On Monday 06 December 2004 11:53 am, Thomas Dodd wrote:
Where can I find a list of problems with the VT6202?
VIA hasn't been forthcoming ... we can do no better! :)
I mean know issues with the VIA chip and the linux driver.
The current mailing list isn't the most searchable, and the web sites are informative:(
I've got one, but cannot get it to work with ehci_hcd (from 2.6.9-1.6_FC2 kernel).
I expect you mean FC3, since 2.6.9 didn't exist with FC2 ... ;)
No, FC2. I'm about to update to FC3, but 2.6.9 has been released as and update for FC2. Built 18 Nov 2004 on bugs.build.redhat.com. I installed it 30 Nov, after picking up the card at Frys over thanksgiving.
It loads, the I get:
ehci_hcd 0000:00:08.2: USB 2.0 enabled, EHCI 0.95, driver 2004-May-10" hub 1-0:1.0: USB hub found hub 1-0:1.0: 4 ports detected ehci_hcd 0000:00:08.2: fatal error ehci_hcd 0000:00:08.2: HC died; cleaning up
Some boards have been reporting problems like that, and I'm not sure what's causing it ... since plenty of boards do NOT have that issue, and it doesn't appear to be chip-specific. Is your VT6202 on a PCI add-in card, or a motherboard?
Add on card. Macsense UP-400 (http://www.macsense.com/product/usb/usb1394_b.htm)
lspci show:
00:08.2 USB Controller: VIA Technologies, Inc. USB 2.0 (rev51) (prog-if 20 [EHCI]) Subsystem: VIA Technologies, Inc. (Wrong ID): Unknown device 1234 Flags: bus master, medium devsel, latency 32, IRQ 10 Memory at e7001000 (32-bit, non-prefetchable) Capabilities: [80] Power Management version 2
It on an MSI slotA board, AMD-750 chipset (751 [Irongate] and 756 [Viper]). BIOS report teh card with vend:1106, and Dev 3104, 3038, and 3038 (those 2 are the UHCI controllers right?)

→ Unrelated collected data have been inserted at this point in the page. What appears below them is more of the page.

//! Runtime configuration for the clamd client.

use std::path::{Path, PathBuf};
use std::time::Duration;

use serde::Deserialize;

/// Default clamd TCP port.
pub const DEFAULT_PORT: u16 = 3310;
/// Default per-read timeout in milliseconds.
pub const DEFAULT_READ_TIMEOUT_MS: u64 = 1000;
/// Default upload chunk size in bytes.
pub const DEFAULT_CHUNK_SIZE: usize = 4096;
/// Default response read buffer size. Replies are a couple dozen bytes, so
/// a small buffer is plenty.
pub const DEFAULT_READ_BUFFER_SIZE: usize = 128;

/// Connection settings for a clamd client.
///
/// Every field except `host` has a default; see [`Config::new`].
#[derive(Debug, Clone)]
pub struct Config {
    /// Host name or address of the clamd instance.
    pub host: String,
    /// TCP port clamd listens on.
    pub port: u16,
    /// How long any single blocking read may wait before failing.
    pub read_timeout: Duration,
    /// Upload chunk size. Must not exceed the maximum chunk size configured
    /// on the daemon side.
    pub chunk_size: usize,
    /// Buffer size used when reading responses.
    pub read_buffer_size: usize,
}

impl Config {
    /// Build a config for `host` with default port, timeout and buffer sizes.
    pub fn new(host: impl Into<String>) -> Self {
        Self {
            host: host.into(),
            port: DEFAULT_PORT,
            read_timeout: Duration::from_millis(DEFAULT_READ_TIMEOUT_MS),
            chunk_size: DEFAULT_CHUNK_SIZE,
            read_buffer_size: DEFAULT_READ_BUFFER_SIZE,
        }
    }
}

/// Optional settings read from a TOML config file. All fields may be
/// omitted; present fields fill in whatever the CLI flags left unset.
#[derive(Debug, Default, Deserialize)]
pub struct FileConfig {
    pub host: Option<String>,
    pub port: Option<u16>,
    pub read_timeout_ms: Option<u64>,
    pub chunk_size: Option<usize>,
    pub read_buffer_size: Option<usize>,
}

impl FileConfig {
    /// Load settings from an explicit path.
    ///
    /// # Errors
    ///
    /// Returns an error if the file cannot be read or parsed.
    pub fn load(path: &Path) -> crate::Result<Self> {
        let content = std::fs::read_to_string(path)
            .map_err(|e| eyre::eyre!("failed to read {}: {e}", path.display()))?;
        toml::from_str(&content).map_err(|e| eyre::eyre!("failed to parse {}: {e}", path.display()))
    }

    /// Load settings from the default path (`~/.config/clamber/config.toml`).
    /// A missing file is not an error; `Ok(None)` is returned instead.
    ///
    /// # Errors
    ///
    /// Returns an error if the file exists but cannot be read or parsed.
    pub fn load_default() -> crate::Result<Option<Self>> {
        let Some(path) = default_path() else {
            return Ok(None);
        };
        if !path.exists() {
            return Ok(None);
        }
        Self::load(&path).map(Some)
    }
}

fn default_path() -> Option<PathBuf> {
    dirs::home_dir().map(|p| p.join(".config").join("clamber").join("config.toml"))
}

#[cfg(test)]
mod tests {
    use super::*;

    #[test]
    fn new_applies_defaults() {
        let config = Config::new("localhost");
        assert_eq!(config.host, "localhost");
        assert_eq!(config.port, DEFAULT_PORT);
        assert_eq!(config.read_timeout, Duration::from_millis(1000));
        assert_eq!(config.chunk_size, 4096);
        assert_eq!(config.read_buffer_size, 128);
    }

    #[test]
    fn file_config_loads_partial_fields() {
        let dir = tempfile::tempdir().unwrap();
        let path = dir.path().join("config.toml");
        std::fs::write(&path, "host = \"scanner.internal\"\nport = 3311\n").unwrap();

        let file = FileConfig::load(&path).unwrap();
        assert_eq!(file.host.as_deref(), Some("scanner.internal"));
        assert_eq!(file.port, Some(3311));
        assert!(file.read_timeout_ms.is_none());
        assert!(file.chunk_size.is_none());
    }

    #[test]
    fn file_config_rejects_malformed_toml() {
        let dir = tempfile::tempdir().unwrap();
        let path = dir.path().join("config.toml");
        std::fs::write(&path, "host = [not toml").unwrap();

        assert!(FileConfig::load(&path).is_err());
    }

    #[test]
    fn file_config_missing_path_is_an_error() {
        let dir = tempfile::tempdir().unwrap();
        assert!(FileConfig::load(&dir.path().join("absent.toml")).is_err());
    }
}
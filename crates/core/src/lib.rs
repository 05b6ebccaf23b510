//! Verdict model and response classification for clamd replies.
//! No networking; pure string work over decoded daemon output.

pub mod config;
pub mod error;

pub use config::{Config, FileConfig};
pub use error::{ClamError, Result};

const RESPONSE_OK: &str = "stream: OK";
const RESPONSE_TOO_BIG: &str = "INSTREAM size limit exceeded. ERROR";
const FOUND_PREFIX: &str = "stream: ";
const FOUND_SUFFIX: &str = " FOUND";

/// Classification of a scan reply.
#[derive(Debug, Clone, PartialEq, Eq)]
pub enum Status {
    /// No signature matched. The data is not necessarily clean, but the
    /// daemon found nothing.
    Ok,
    /// One or more signatures matched; carries the reported name.
    ///
    /// The name is extracted by stripping the literal `"stream: "` prefix
    /// and the final `" FOUND"` suffix, so a signature name that itself ends
    /// with `" FOUND"` would be truncated at that suffix.
    Found(String),
    /// The daemon rejected the stream under its size policy.
    SizeLimitExceeded,
    /// The reply did not match any recognized form. Not an error; the caller
    /// decides how to treat unexpected daemon output.
    Unknown,
}

impl Status {
    #[must_use]
    pub const fn is_ok(&self) -> bool {
        matches!(self, Self::Ok)
    }

    #[must_use]
    pub const fn is_found(&self) -> bool {
        matches!(self, Self::Found(_))
    }

    /// Name of the matched signature, when [`Status::Found`].
    #[must_use]
    pub fn threat_name(&self) -> Option<&str> {
        match self {
            Self::Found(name) => Some(name),
            _ => None,
        }
    }
}

/// A classified scan reply: the decoded response text plus its [`Status`].
///
/// Derived deterministically from the raw reply bytes; classification is
/// total and never fails. Anything unrecognized degrades to
/// [`Status::Unknown`].
#[derive(Debug, Clone, PartialEq, Eq)]
pub struct ScanResult {
    response: String,
    status: Status,
}

impl ScanResult {
    /// Classify a raw reply still carrying its trailing terminator byte.
    #[must_use]
    pub fn from_raw(raw: &[u8]) -> Self {
        // Replies end with a single NUL; drop it before classification.
        let body = match raw.split_last() {
            Some((_, rest)) => rest,
            None => raw,
        };
        Self::from_text(&String::from_utf8_lossy(body))
    }

    /// Classify reply text that has already had its terminator stripped.
    #[must_use]
    pub fn from_text(text: &str) -> Self {
        Self {
            response: text.to_string(),
            status: classify(text),
        }
    }

    /// The decoded response text.
    #[must_use]
    pub fn response(&self) -> &str {
        &self.response
    }

    #[must_use]
    pub const fn status(&self) -> &Status {
        &self.status
    }

    #[must_use]
    pub const fn is_ok(&self) -> bool {
        self.status.is_ok()
    }

    #[must_use]
    pub const fn is_found(&self) -> bool {
        self.status.is_found()
    }

    /// Name of the matched signature, when one was found.
    #[must_use]
    pub fn threat_name(&self) -> Option<&str> {
        self.status.threat_name()
    }
}

/// First match wins; each arm is a whole-string test, not a substring search.
fn classify(text: &str) -> Status {
    if text == RESPONSE_OK {
        return Status::Ok;
    }
    if let Some(name) = text
        .strip_prefix(FOUND_PREFIX)
        .and_then(|rest| rest.strip_suffix(FOUND_SUFFIX))
    {
        if !name.is_empty() {
            return Status::Found(name.to_string());
        }
    }
    if text == RESPONSE_TOO_BIG {
        return Status::SizeLimitExceeded;
    }
    Status::Unknown
}
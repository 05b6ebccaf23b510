//! TCP session transport.
//!
//! One [`Session`] per command exchange or streaming scan; never pooled or
//! reused. Dropping the session closes the connection.

use std::io::{self, Read, Write};
use std::net::TcpStream;
use std::time::Duration;

use tracing::trace;

/// One duplex connection to the daemon.
pub struct Session {
    inner: TcpStream,
}

impl Session {
    /// Connect to `host:port` and apply the per-read timeout.
    ///
    /// # Errors
    ///
    /// Returns an error if the host cannot be reached or the timeout cannot
    /// be applied.
    pub fn connect(host: &str, port: u16, read_timeout: Duration) -> io::Result<Self> {
        trace!(host, port, "connecting to daemon");
        let inner = TcpStream::connect((host, port))?;
        inner.set_read_timeout(Some(read_timeout))?;
        Ok(Self { inner })
    }

    /// Non-blocking check for reply bytes the daemon sent unprompted.
    ///
    /// During an upload the daemon stays silent until the terminator frame;
    /// bytes arriving earlier mean it has already given its verdict and
    /// stopped caring about the rest of the stream.
    ///
    /// A clean EOF with nothing buffered reports `false`: the next write
    /// surfaces the closed connection as an ordinary transport error.
    ///
    /// # Errors
    ///
    /// Returns an error if toggling the socket mode or peeking fails.
    pub fn response_pending(&mut self) -> io::Result<bool> {
        self.inner.set_nonblocking(true)?;
        let mut probe = [0u8; 1];
        let peeked = self.inner.peek(&mut probe);
        self.inner.set_nonblocking(false)?;
        match peeked {
            Ok(0) => Ok(false),
            Ok(_) => Ok(true),
            Err(e) if e.kind() == io::ErrorKind::WouldBlock => Ok(false),
            Err(e) => Err(e),
        }
    }
}

impl Read for Session {
    fn read(&mut self, buf: &mut [u8]) -> io::Result<usize> {
        self.inner.read(buf)
    }
}

impl Write for Session {
    fn write(&mut self, buf: &[u8]) -> io::Result<usize> {
        self.inner.write(buf)
    }

    fn flush(&mut self) -> io::Result<()> {
        self.inner.flush()
    }
}

#[cfg(test)]
mod tests {
    use super::*;
    use std::net::TcpListener;

    fn local_pair() -> (Session, TcpStream) {
        let listener = TcpListener::bind("127.0.0.1:0").unwrap();
        let port = listener.local_addr().unwrap().port();
        let session = Session::connect("127.0.0.1", port, Duration::from_millis(500)).unwrap();
        let (peer, _) = listener.accept().unwrap();
        (session, peer)
    }

    #[test]
    fn connect_fails_without_listener() {
        let listener = TcpListener::bind("127.0.0.1:0").unwrap();
        let port = listener.local_addr().unwrap().port();
        drop(listener);

        let result = Session::connect("127.0.0.1", port, Duration::from_millis(100));
        assert!(result.is_err());
    }

    #[test]
    fn no_response_pending_on_silent_peer() {
        let (mut session, _peer) = local_pair();
        assert!(!session.response_pending().unwrap());
    }

    #[test]
    fn response_pending_after_peer_writes() {
        let (mut session, mut peer) = local_pair();
        peer.write_all(b"stream: OK\0").unwrap();
        peer.flush().unwrap();

        // Loopback delivery is quick but not instant.
        for _ in 0..100 {
            if session.response_pending().unwrap() {
                return;
            }
            std::thread::sleep(Duration::from_millis(5));
        }
        panic!("peer bytes never became visible to the probe");
    }

    #[test]
    fn probe_leaves_reply_bytes_unconsumed() {
        let (mut session, mut peer) = local_pair();
        peer.write_all(b"PONG\0").unwrap();
        drop(peer);

        while !session.response_pending().unwrap() {
            std::thread::sleep(Duration::from_millis(5));
        }
        let mut out = Vec::new();
        session.read_to_end(&mut out).unwrap();
        assert_eq!(out, b"PONG\0");
    }

    #[test]
    fn probe_reports_false_on_bare_eof() {
        let (mut session, peer) = local_pair();
        drop(peer);

        // Give the FIN time to arrive, then probe: closed-with-no-data must
        // not look like a pending response.
        std::thread::sleep(Duration::from_millis(50));
        assert!(!session.response_pending().unwrap());
    }
}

My best guess is that the "fatal error during startup" issue has to do with power switching, since those started to crop up at about the time the driver started to forcibly power all ports off during startup (to handle some devices that didn't seem to want to enumerate without a power cycle). Maybe the powerdown needs a delay, or the powerup delay needs to be more than the 20 msec guaranteed by the EHCI spec ... but violating those timings doesn't seem like the sort of thing that'd make any EHCI controller resort suicide.
Any easy way to go back before that change and see? What files from what kernel?